Input material
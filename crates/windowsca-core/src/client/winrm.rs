//! Default WinRM client construction
//!
//! Only the endpoint is derived here. Sessions, shells and certificate
//! operations belong to the client implementation, not to configure.

use std::net::Ipv6Addr;
use std::sync::Arc;

use secrecy::{ExposeSecret, SecretString};
use url::Url;

use crate::types::ResolvedCredentials;

use super::error::{ClientError, ClientResult};
use super::traits::{CaClient, ClientFactory, ClientHandle};

/// Default WinRM HTTP port
pub const DEFAULT_WINRM_PORT: u16 = 5985;

/// Default WinRM HTTPS port
pub const DEFAULT_WINRM_SSL_PORT: u16 = 5986;

const WSMAN_PATH: &str = "/wsman";

#[derive(Debug, Clone, Copy, PartialEq, Eq)]
pub enum WinrmScheme {
    Http,
    Https,
}

impl WinrmScheme {
    pub fn from_scheme(scheme: &str) -> ClientResult<Self> {
        match scheme {
            "http" => Ok(WinrmScheme::Http),
            "https" => Ok(WinrmScheme::Https),
            other => Err(ClientError::UnsupportedScheme(other.to_string())),
        }
    }

    pub fn as_str(&self) -> &'static str {
        match self {
            WinrmScheme::Http => "http",
            WinrmScheme::Https => "https",
        }
    }

    pub fn default_port(&self) -> u16 {
        match self {
            WinrmScheme::Http => DEFAULT_WINRM_PORT,
            WinrmScheme::Https => DEFAULT_WINRM_SSL_PORT,
        }
    }
}

/// Parsed WS-Management endpoint
#[derive(Debug, Clone, PartialEq, Eq)]
pub struct WinrmEndpoint {
    pub scheme: WinrmScheme,
    pub host: String,
    pub port: u16,
    url: Url,
}

impl WinrmEndpoint {
    /// Parse a host value of the form `[scheme://]host[:port][/]`
    ///
    /// IPv6 literals must be bracketed. User info, paths, queries and
    /// fragments are rejected.
    pub fn parse(raw: &str) -> ClientResult<Self> {
        let trimmed = raw.trim();
        if trimmed.is_empty() {
            return Err(ClientError::invalid_host(raw, "host is empty"));
        }

        let (input, authority) = match trimmed.split_once("://") {
            Some((_, rest)) => (trimmed.to_string(), rest),
            None => (format!("http://{trimmed}"), trimmed),
        };
        let authority = authority.strip_suffix('/').unwrap_or(authority);
        if authority.parse::<Ipv6Addr>().is_ok() {
            return Err(ClientError::invalid_host(raw, "IPv6 literals must be bracketed"));
        }

        let mut url = Url::parse(&input).map_err(|e| match e {
            url::ParseError::InvalidPort => ClientError::InvalidPort(port_text(authority).to_string()),
            other => ClientError::invalid_host(raw, other.to_string()),
        })?;

        let scheme = WinrmScheme::from_scheme(url.scheme())?;
        if !url.username().is_empty() || url.password().is_some() {
            return Err(ClientError::invalid_host(raw, "must not contain user information"));
        }
        if url.query().is_some() {
            return Err(ClientError::invalid_host(raw, "must not contain a query"));
        }
        if url.fragment().is_some() {
            return Err(ClientError::invalid_host(raw, "must not contain a fragment"));
        }
        if !matches!(url.path(), "" | "/") {
            return Err(ClientError::invalid_host(raw, "must not contain a path"));
        }
        let host = match url.host_str() {
            Some(h) if !h.is_empty() => h.to_string(),
            _ => return Err(ClientError::invalid_host(raw, "host is empty")),
        };

        // Url drops an explicit :80 / :443, so only fall back to the WinRM
        // port when the input had no port at all.
        let port = match url.port() {
            Some(0) => return Err(ClientError::InvalidPort("0".to_string())),
            Some(p) => p,
            None if !port_text(authority).is_empty() => {
                url.port_or_known_default().unwrap_or(scheme.default_port())
            }
            None => scheme.default_port(),
        };

        url.set_port(Some(port))
            .map_err(|_| ClientError::invalid_host(raw, "cannot carry a port"))?;
        url.set_path(WSMAN_PATH);

        Ok(Self {
            scheme,
            host,
            port,
            url,
        })
    }

    pub fn as_url(&self) -> &Url {
        &self.url
    }

    /// Full endpoint with the port always spelled out
    pub fn url(&self) -> String {
        format!("{}://{}:{}{}", self.scheme.as_str(), self.host, self.port, WSMAN_PATH)
    }
}

/// Text after the last `:` of an authority, outside any IPv6 brackets
fn port_text(authority: &str) -> &str {
    let after_host = match authority.rfind(']') {
        Some(end) => &authority[end + 1..],
        None => authority,
    };
    after_host.rsplit_once(':').map(|(_, port)| port).unwrap_or("")
}

/// WinRM-backed certificate authority client
pub struct WinrmClient {
    endpoint: WinrmEndpoint,
    url: String,
    username: String,
    password: SecretString,
}

impl WinrmClient {
    pub fn new(credentials: &ResolvedCredentials) -> ClientResult<Self> {
        let endpoint = WinrmEndpoint::parse(credentials.host())?;
        let url = endpoint.url();
        Ok(Self {
            endpoint,
            url,
            username: credentials.username().to_string(),
            password: SecretString::from(credentials.password()),
        })
    }

    pub fn winrm_endpoint(&self) -> &WinrmEndpoint {
        &self.endpoint
    }

    /// Password for the transport layer; never log it
    pub fn password(&self) -> &str {
        self.password.expose_secret()
    }
}

impl CaClient for WinrmClient {
    fn endpoint(&self) -> &str {
        &self.url
    }

    fn username(&self) -> &str {
        &self.username
    }
}

impl std::fmt::Debug for WinrmClient {
    fn fmt(&self, f: &mut std::fmt::Formatter<'_>) -> std::fmt::Result {
        f.debug_struct("WinrmClient")
            .field("endpoint", &self.url)
            .field("username", &self.username)
            .field("password", &"[REDACTED]")
            .finish()
    }
}

/// Factory producing [`WinrmClient`]s
#[derive(Debug, Clone, Copy, Default)]
pub struct WinrmClientFactory;

impl WinrmClientFactory {
    pub fn new() -> Self {
        Self
    }
}

impl ClientFactory for WinrmClientFactory {
    fn create(&self, credentials: &ResolvedCredentials) -> ClientResult<ClientHandle> {
        Ok(Arc::new(WinrmClient::new(credentials)?))
    }
}
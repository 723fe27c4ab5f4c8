//! Environment variable sources
//!
//! This module provides the read-only environment lookups the provider
//! takes its default credentials from:
//! - `EnvironmentSource` trait for pluggable lookups
//! - Built-in implementations: `ProcessEnvironment`, `MemoryEnvironment`
//! - `EnvironmentSnapshot`, the immutable capture handed to the resolver

mod traits;
mod env_store;
mod memory_store;
mod snapshot;

pub use traits::EnvironmentSource;
pub use env_store::ProcessEnvironment;
pub use memory_store::MemoryEnvironment;
pub use snapshot::EnvironmentSnapshot;
//! In-memory environment source

use std::collections::HashMap;

use parking_lot::RwLock;

use super::traits::EnvironmentSource;

/// In-memory environment for tests and hosts that inject variables
///
/// # Example
///
/// ```
/// use windowsca_core::environment::{EnvironmentSource, MemoryEnvironment};
///
/// let env = MemoryEnvironment::new();
/// env.set("WINDOWSCA_USERNAME", "svc-ca");
/// assert!(env.has("WINDOWSCA_USERNAME"));
/// ```
#[derive(Debug, Default)]
pub struct MemoryEnvironment {
    vars: RwLock<HashMap<String, String>>,
}

impl MemoryEnvironment {
    pub fn new() -> Self {
        Self {
            vars: RwLock::new(HashMap::new()),
        }
    }

    /// Create from an initial set of variables
    pub fn with_vars<K, V>(vars: impl IntoIterator<Item = (K, V)>) -> Self
    where
        K: Into<String>,
        V: Into<String>,
    {
        Self {
            vars: RwLock::new(vars.into_iter().map(|(k, v)| (k.into(), v.into())).collect()),
        }
    }

    pub fn set(&self, key: &str, value: &str) {
        self.vars.write().insert(key.to_string(), value.to_string());
    }

    pub fn remove(&self, key: &str) -> Option<String> {
        self.vars.write().remove(key)
    }

    pub fn clear(&self) {
        self.vars.write().clear();
    }

    pub fn len(&self) -> usize {
        self.vars.read().len()
    }

    pub fn is_empty(&self) -> bool {
        self.len() == 0
    }
}

impl EnvironmentSource for MemoryEnvironment {
    fn name(&self) -> &str {
        "memory"
    }

    fn get(&self, key: &str) -> Option<String> {
        self.vars
            .read()
            .get(key)
            .filter(|v| !v.is_empty())
            .cloned()
    }
}

#[cfg(test)]
mod tests {
    use super::*;

    #[test]
    fn test_memory_env_set_get_remove() {
        let env = MemoryEnvironment::new();
        assert!(env.is_empty());

        env.set("A", "1");
        assert_eq!(env.get("A"), Some("1".to_string()));
        assert_eq!(env.len(), 1);

        assert_eq!(env.remove("A"), Some("1".to_string()));
        assert_eq!(env.get("A"), None);
    }

    #[test]
    fn test_memory_env_with_vars() {
        let env = MemoryEnvironment::with_vars([("A", "1"), ("B", "2")]);
        assert_eq!(env.len(), 2);
        assert!(env.has("B"));

        env.clear();
        assert!(env.is_empty());
    }

    #[test]
    fn test_memory_env_empty_is_absent() {
        let env = MemoryEnvironment::with_vars([("EMPTY", "")]);
        assert_eq!(env.get("EMPTY"), None);
        assert!(!env.has("EMPTY"));
    }
}
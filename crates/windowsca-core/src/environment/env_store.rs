//! Process environment source

use std::env;

use super::traits::EnvironmentSource;

/// Environment source that reads the real process environment
///
/// Variables that are unset, empty or not valid unicode are all treated as
/// absent.
#[derive(Debug, Default)]
pub struct ProcessEnvironment {
    _private: (), // Prevent direct construction, use new()
}

impl ProcessEnvironment {
    pub fn new() -> Self {
        Self { _private: () }
    }
}

impl EnvironmentSource for ProcessEnvironment {
    fn name(&self) -> &str {
        "process"
    }

    fn get(&self, key: &str) -> Option<String> {
        match env::var(key) {
            Ok(value) if !value.is_empty() => Some(value),
            _ => None,
        }
    }
}
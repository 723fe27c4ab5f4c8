//! Logging abstractions
//!
//! An injected `Logger` for the provider plus a process-wide debug file
//! logger for the resolver.

mod traits;
mod noop;
mod console;
pub mod file_logger;

pub use traits::{Logger, SharedLogger};
pub use noop::NoOpLogger;
pub use console::ConsoleLogger;

pub use file_logger::{
    log, trace, debug, info, warn, error,
    log_file_path, LogLevel, LogSettings,
};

Task to complete
Find the word "contain" in the listing above, then copy each line where it turns up.

Response box
            return Err(ClientError::invalid_host(raw, "must not contain user information"));
            return Err(ClientError::invalid_host(raw, "must not contain a query"));
            return Err(ClientError::invalid_host(raw, "must not contain a fragment"));
            return Err(ClientError::invalid_host(raw, "must not contain a path"));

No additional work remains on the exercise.